▶ **Problem requirements**
Go through the data and copy each line that holds "added".

(Dataset entries)
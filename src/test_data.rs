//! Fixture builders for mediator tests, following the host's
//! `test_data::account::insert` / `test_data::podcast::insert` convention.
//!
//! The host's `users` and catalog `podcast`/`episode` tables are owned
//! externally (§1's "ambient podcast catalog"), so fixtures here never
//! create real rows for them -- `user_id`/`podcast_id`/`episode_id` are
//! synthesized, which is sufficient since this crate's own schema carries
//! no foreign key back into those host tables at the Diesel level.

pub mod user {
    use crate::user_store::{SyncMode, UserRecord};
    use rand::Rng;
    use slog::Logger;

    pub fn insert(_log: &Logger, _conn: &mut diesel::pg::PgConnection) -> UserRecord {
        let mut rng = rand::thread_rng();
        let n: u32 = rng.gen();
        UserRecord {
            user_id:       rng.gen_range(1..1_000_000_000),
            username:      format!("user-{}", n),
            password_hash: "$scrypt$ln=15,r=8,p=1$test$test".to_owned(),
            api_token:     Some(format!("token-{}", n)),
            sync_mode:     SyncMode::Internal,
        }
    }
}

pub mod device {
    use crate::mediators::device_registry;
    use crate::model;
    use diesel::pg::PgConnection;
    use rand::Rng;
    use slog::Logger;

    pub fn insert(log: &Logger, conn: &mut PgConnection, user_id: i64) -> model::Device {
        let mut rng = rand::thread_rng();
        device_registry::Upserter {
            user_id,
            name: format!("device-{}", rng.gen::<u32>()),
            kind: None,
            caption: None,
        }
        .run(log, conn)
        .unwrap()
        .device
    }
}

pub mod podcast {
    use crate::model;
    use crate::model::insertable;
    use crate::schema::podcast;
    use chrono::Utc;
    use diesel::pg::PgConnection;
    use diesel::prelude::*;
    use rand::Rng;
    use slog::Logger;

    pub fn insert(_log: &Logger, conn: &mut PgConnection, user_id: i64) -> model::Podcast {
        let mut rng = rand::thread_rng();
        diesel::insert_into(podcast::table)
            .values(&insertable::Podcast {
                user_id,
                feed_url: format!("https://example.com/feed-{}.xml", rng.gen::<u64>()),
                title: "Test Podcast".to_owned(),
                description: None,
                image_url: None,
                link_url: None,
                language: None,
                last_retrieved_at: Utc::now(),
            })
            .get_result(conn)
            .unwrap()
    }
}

==

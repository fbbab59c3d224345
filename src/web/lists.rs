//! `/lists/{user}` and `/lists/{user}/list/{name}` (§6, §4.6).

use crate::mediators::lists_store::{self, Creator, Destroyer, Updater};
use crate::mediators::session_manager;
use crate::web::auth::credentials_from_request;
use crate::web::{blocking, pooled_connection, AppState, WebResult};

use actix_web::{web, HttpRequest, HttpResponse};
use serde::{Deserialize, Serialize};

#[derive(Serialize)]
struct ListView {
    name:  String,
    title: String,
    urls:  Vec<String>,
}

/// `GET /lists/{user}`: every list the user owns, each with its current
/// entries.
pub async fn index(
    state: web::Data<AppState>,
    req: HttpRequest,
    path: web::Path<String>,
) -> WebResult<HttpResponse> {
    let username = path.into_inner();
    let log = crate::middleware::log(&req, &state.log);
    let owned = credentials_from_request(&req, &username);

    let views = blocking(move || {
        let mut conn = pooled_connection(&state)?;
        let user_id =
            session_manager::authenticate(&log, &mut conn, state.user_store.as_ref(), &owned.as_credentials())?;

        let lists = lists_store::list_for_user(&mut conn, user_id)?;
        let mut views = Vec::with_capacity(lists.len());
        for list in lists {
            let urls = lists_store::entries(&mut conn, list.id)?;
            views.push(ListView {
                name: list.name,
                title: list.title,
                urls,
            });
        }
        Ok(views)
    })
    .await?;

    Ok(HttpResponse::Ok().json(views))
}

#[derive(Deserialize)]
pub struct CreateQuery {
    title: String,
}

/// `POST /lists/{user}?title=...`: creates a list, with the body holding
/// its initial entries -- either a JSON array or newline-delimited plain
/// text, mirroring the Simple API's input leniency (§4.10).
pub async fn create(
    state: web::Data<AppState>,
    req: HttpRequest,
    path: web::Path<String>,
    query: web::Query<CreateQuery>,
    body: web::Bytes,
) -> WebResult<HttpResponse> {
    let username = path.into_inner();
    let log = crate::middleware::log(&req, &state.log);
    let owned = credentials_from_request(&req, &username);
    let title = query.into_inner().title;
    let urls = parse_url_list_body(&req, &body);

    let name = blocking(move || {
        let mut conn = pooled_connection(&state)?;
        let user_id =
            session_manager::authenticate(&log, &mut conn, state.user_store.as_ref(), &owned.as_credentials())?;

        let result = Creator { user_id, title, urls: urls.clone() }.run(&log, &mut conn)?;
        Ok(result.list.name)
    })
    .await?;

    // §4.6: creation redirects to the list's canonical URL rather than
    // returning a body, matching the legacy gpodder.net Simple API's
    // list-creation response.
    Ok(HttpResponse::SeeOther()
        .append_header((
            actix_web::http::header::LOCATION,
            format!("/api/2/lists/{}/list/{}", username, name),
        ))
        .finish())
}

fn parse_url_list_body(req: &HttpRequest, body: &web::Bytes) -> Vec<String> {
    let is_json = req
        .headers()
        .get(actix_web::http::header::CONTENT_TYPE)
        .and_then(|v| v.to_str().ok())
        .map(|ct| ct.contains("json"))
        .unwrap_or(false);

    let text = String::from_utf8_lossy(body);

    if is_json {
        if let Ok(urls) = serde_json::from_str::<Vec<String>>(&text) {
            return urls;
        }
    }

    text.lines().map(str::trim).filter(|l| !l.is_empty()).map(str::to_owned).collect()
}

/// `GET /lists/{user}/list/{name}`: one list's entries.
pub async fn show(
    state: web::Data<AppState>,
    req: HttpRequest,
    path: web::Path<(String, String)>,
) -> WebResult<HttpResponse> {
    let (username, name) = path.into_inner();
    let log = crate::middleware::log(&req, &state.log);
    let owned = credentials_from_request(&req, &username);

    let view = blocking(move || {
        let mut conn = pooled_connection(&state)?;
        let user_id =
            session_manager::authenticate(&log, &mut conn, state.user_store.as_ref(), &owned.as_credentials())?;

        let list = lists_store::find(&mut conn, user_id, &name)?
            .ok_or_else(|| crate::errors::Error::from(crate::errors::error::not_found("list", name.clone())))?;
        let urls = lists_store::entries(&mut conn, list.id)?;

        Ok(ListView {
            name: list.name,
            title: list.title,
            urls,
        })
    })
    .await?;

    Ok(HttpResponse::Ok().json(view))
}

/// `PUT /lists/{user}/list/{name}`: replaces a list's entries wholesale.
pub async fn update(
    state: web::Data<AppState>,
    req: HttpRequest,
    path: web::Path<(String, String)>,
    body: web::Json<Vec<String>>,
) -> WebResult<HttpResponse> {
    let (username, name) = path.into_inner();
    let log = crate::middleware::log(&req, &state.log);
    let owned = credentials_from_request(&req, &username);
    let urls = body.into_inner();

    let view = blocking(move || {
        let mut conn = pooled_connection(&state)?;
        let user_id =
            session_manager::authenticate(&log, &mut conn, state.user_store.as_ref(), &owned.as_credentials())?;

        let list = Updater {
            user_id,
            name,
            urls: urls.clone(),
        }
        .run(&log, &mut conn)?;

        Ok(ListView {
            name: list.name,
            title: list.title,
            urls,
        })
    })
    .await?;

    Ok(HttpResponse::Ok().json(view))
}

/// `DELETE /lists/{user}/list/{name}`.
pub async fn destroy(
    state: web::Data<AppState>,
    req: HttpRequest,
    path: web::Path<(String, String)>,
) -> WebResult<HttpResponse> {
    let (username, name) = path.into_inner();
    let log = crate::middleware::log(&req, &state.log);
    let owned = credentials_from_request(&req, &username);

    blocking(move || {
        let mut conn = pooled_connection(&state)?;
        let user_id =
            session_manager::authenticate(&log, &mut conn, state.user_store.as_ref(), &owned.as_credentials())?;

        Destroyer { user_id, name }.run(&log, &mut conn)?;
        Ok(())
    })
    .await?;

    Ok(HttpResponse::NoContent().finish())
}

==

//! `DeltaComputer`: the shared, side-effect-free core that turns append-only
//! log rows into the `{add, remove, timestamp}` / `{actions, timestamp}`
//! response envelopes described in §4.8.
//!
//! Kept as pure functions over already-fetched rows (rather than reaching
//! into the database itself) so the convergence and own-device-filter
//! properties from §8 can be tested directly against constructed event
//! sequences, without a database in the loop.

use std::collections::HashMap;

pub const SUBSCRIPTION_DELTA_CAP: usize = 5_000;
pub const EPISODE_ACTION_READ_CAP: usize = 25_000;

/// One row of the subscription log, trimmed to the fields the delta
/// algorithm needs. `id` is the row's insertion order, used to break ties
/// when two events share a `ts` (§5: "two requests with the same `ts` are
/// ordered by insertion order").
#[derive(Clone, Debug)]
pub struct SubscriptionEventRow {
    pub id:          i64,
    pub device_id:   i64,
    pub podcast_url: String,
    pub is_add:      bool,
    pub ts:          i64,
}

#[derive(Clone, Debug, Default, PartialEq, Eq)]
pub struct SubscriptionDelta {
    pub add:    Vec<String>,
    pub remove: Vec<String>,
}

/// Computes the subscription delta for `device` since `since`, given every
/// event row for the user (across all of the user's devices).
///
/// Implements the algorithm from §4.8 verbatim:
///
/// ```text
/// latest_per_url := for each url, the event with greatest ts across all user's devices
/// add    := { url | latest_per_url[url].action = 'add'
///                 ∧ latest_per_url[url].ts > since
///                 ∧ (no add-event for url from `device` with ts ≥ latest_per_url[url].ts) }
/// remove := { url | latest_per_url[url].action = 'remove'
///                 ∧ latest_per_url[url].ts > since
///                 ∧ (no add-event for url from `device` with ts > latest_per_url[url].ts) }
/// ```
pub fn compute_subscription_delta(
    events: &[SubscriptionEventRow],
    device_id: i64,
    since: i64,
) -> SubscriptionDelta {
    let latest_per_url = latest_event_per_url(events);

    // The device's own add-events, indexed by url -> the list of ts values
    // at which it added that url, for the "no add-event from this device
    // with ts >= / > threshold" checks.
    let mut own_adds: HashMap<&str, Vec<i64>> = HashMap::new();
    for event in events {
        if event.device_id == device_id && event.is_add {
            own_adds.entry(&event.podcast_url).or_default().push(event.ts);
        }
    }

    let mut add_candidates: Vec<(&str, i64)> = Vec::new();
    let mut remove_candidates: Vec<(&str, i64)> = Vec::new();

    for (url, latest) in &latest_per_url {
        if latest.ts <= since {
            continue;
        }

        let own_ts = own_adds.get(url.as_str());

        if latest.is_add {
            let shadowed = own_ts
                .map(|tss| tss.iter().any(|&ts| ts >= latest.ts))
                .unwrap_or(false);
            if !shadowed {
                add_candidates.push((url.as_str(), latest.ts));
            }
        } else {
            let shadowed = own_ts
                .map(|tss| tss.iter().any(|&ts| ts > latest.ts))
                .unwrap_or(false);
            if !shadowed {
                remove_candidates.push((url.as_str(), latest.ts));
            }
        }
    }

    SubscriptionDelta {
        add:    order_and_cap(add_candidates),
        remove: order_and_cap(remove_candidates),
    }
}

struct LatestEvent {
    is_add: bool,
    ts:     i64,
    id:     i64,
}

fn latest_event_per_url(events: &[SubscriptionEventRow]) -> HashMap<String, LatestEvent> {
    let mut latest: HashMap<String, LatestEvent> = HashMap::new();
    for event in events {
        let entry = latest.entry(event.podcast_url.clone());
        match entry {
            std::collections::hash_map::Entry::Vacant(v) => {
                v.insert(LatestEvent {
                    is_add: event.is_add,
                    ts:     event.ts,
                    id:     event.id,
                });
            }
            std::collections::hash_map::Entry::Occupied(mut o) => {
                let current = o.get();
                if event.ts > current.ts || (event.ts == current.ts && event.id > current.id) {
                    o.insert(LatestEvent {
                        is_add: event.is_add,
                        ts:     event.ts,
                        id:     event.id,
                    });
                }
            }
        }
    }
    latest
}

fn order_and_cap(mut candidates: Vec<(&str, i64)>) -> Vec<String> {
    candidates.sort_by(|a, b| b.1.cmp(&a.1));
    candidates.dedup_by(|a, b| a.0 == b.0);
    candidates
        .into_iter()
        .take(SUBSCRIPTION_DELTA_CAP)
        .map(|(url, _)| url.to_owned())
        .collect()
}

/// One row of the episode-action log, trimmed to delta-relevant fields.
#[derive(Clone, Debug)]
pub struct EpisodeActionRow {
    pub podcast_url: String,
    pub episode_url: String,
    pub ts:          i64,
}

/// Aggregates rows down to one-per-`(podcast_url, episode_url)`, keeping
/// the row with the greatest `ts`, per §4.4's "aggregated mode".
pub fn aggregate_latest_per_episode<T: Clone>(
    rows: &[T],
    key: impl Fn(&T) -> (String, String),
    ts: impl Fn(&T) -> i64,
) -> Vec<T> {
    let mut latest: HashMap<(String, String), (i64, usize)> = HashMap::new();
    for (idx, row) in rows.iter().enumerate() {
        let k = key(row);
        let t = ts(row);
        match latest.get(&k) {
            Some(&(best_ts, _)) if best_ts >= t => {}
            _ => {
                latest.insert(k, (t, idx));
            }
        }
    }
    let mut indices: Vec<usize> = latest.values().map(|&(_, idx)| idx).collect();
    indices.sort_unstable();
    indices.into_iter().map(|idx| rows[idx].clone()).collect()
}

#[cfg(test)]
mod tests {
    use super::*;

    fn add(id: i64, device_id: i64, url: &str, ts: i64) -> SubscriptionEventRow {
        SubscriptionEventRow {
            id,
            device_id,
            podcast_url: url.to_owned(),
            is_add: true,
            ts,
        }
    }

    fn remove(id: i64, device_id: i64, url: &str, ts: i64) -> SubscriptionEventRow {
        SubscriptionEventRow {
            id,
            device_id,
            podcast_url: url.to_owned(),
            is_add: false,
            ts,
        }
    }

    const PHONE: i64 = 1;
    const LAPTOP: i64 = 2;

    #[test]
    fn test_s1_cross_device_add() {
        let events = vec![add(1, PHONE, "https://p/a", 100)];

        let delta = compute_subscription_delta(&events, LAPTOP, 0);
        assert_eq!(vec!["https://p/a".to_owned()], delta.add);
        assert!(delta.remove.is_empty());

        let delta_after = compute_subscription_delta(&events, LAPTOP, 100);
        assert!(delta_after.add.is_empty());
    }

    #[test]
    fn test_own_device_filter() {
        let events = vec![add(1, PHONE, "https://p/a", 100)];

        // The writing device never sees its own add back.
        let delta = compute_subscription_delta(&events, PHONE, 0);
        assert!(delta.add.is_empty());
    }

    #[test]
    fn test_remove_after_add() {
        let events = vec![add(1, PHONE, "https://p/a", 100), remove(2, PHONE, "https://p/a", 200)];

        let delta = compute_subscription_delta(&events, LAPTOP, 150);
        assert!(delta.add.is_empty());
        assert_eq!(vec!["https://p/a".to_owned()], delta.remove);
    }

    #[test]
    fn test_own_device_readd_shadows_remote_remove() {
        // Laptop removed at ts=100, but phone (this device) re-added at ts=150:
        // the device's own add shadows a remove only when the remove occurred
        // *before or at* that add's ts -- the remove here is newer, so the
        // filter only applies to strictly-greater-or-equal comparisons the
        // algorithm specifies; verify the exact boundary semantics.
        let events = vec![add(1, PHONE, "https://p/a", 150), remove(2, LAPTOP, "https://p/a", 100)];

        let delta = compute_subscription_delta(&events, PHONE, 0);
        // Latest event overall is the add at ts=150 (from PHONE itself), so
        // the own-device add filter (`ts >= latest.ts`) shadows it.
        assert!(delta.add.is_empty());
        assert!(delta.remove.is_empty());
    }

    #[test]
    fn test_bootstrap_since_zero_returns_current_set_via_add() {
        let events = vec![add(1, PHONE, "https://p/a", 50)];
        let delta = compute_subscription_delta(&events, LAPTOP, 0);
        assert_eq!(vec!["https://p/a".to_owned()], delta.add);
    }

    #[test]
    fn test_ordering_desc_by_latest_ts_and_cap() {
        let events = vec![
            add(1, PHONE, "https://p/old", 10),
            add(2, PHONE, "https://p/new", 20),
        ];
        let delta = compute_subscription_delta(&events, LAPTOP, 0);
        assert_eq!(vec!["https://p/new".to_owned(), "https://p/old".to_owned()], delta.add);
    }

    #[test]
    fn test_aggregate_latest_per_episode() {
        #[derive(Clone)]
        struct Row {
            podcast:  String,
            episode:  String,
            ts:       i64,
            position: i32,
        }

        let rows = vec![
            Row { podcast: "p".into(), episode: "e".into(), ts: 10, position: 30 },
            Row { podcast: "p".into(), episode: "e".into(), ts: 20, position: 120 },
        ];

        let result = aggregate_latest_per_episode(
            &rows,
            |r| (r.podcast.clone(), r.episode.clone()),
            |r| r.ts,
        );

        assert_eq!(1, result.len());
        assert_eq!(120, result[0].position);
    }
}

▶ **Answer box**
    // at which it added that url, for the "no add-event from this device
        // Laptop removed at ts=100, but phone (this device) re-added at ts=150:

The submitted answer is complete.